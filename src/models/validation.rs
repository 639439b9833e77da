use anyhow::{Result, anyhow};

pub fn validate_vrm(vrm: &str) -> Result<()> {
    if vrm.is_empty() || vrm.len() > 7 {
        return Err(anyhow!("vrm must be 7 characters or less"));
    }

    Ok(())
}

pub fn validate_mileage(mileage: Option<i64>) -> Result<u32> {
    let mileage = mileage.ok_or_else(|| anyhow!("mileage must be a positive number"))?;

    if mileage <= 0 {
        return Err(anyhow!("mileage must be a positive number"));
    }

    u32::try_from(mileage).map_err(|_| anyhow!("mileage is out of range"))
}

--

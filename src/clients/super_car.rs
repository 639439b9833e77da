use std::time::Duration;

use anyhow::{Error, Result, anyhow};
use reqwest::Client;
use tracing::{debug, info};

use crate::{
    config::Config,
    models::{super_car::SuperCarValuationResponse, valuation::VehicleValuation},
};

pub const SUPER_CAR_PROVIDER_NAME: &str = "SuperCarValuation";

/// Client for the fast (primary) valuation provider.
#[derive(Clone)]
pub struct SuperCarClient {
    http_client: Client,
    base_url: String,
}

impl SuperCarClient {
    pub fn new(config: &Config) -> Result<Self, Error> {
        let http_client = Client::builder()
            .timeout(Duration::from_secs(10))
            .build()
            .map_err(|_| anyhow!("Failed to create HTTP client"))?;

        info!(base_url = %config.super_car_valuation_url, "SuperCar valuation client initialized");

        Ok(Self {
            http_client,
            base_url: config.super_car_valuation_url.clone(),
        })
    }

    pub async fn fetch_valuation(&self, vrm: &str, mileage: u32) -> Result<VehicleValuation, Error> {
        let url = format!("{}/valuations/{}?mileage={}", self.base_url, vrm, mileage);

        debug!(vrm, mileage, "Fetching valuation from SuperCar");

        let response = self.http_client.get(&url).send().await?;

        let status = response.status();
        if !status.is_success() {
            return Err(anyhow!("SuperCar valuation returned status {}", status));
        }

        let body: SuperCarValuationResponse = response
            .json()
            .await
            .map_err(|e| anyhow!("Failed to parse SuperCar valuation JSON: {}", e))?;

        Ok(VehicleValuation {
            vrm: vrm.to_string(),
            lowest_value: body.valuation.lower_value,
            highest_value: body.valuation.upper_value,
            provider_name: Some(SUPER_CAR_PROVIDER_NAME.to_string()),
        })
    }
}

*What to work on*:
Which lines in the listing have the string "SuperCarClient"? Pick them out and copy them.

*Exercise solution*:
pub struct SuperCarClient {
impl SuperCarClient {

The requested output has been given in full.